Work to complete => For each line below, check whether "OnceLock" is present. Report how many lines have it, nothing else.

Stored data entries:
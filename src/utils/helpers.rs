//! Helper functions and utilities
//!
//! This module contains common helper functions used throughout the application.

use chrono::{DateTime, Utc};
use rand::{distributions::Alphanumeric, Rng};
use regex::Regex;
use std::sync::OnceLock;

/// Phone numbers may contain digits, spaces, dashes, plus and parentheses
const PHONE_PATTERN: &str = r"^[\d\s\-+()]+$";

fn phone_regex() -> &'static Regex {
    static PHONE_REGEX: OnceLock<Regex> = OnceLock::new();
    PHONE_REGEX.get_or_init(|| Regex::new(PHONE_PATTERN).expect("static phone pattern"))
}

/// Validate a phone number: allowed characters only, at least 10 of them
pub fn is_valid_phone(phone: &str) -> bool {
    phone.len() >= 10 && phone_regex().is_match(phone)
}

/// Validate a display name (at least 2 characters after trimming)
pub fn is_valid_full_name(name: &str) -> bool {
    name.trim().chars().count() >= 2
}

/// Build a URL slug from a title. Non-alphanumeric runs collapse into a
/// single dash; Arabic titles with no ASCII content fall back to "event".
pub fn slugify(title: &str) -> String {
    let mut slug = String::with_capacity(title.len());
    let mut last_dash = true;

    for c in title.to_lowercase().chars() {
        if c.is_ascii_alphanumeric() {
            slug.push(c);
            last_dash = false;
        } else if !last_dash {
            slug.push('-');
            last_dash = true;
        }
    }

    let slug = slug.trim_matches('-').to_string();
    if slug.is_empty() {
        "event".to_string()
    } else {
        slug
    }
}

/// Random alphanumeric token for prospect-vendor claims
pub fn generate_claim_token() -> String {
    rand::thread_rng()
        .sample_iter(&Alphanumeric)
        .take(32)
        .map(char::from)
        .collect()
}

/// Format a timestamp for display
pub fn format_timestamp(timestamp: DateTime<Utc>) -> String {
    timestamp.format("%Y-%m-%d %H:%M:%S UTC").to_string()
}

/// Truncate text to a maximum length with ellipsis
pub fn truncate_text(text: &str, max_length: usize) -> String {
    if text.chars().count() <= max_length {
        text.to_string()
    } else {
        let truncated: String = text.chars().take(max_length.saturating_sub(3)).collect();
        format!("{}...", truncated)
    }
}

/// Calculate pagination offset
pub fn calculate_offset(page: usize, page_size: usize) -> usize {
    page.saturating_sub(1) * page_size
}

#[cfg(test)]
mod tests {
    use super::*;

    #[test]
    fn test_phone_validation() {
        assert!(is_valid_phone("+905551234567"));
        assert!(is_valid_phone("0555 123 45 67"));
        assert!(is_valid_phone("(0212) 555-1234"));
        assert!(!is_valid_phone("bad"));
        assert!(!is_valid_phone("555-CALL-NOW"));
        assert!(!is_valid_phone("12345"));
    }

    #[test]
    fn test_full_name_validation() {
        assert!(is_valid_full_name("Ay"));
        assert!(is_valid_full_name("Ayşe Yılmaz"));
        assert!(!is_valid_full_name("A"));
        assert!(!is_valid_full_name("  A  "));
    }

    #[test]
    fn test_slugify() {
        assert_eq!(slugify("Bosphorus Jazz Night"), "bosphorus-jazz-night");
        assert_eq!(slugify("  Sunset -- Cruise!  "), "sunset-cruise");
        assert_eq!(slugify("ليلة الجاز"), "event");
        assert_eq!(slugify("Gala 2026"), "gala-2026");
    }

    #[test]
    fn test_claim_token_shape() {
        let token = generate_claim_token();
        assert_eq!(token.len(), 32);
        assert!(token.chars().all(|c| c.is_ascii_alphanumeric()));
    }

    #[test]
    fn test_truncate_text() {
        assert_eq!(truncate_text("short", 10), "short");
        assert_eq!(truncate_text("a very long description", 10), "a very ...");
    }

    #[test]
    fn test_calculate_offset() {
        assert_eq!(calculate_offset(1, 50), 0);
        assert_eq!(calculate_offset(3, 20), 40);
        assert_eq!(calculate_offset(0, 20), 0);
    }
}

Response for this exercise => 2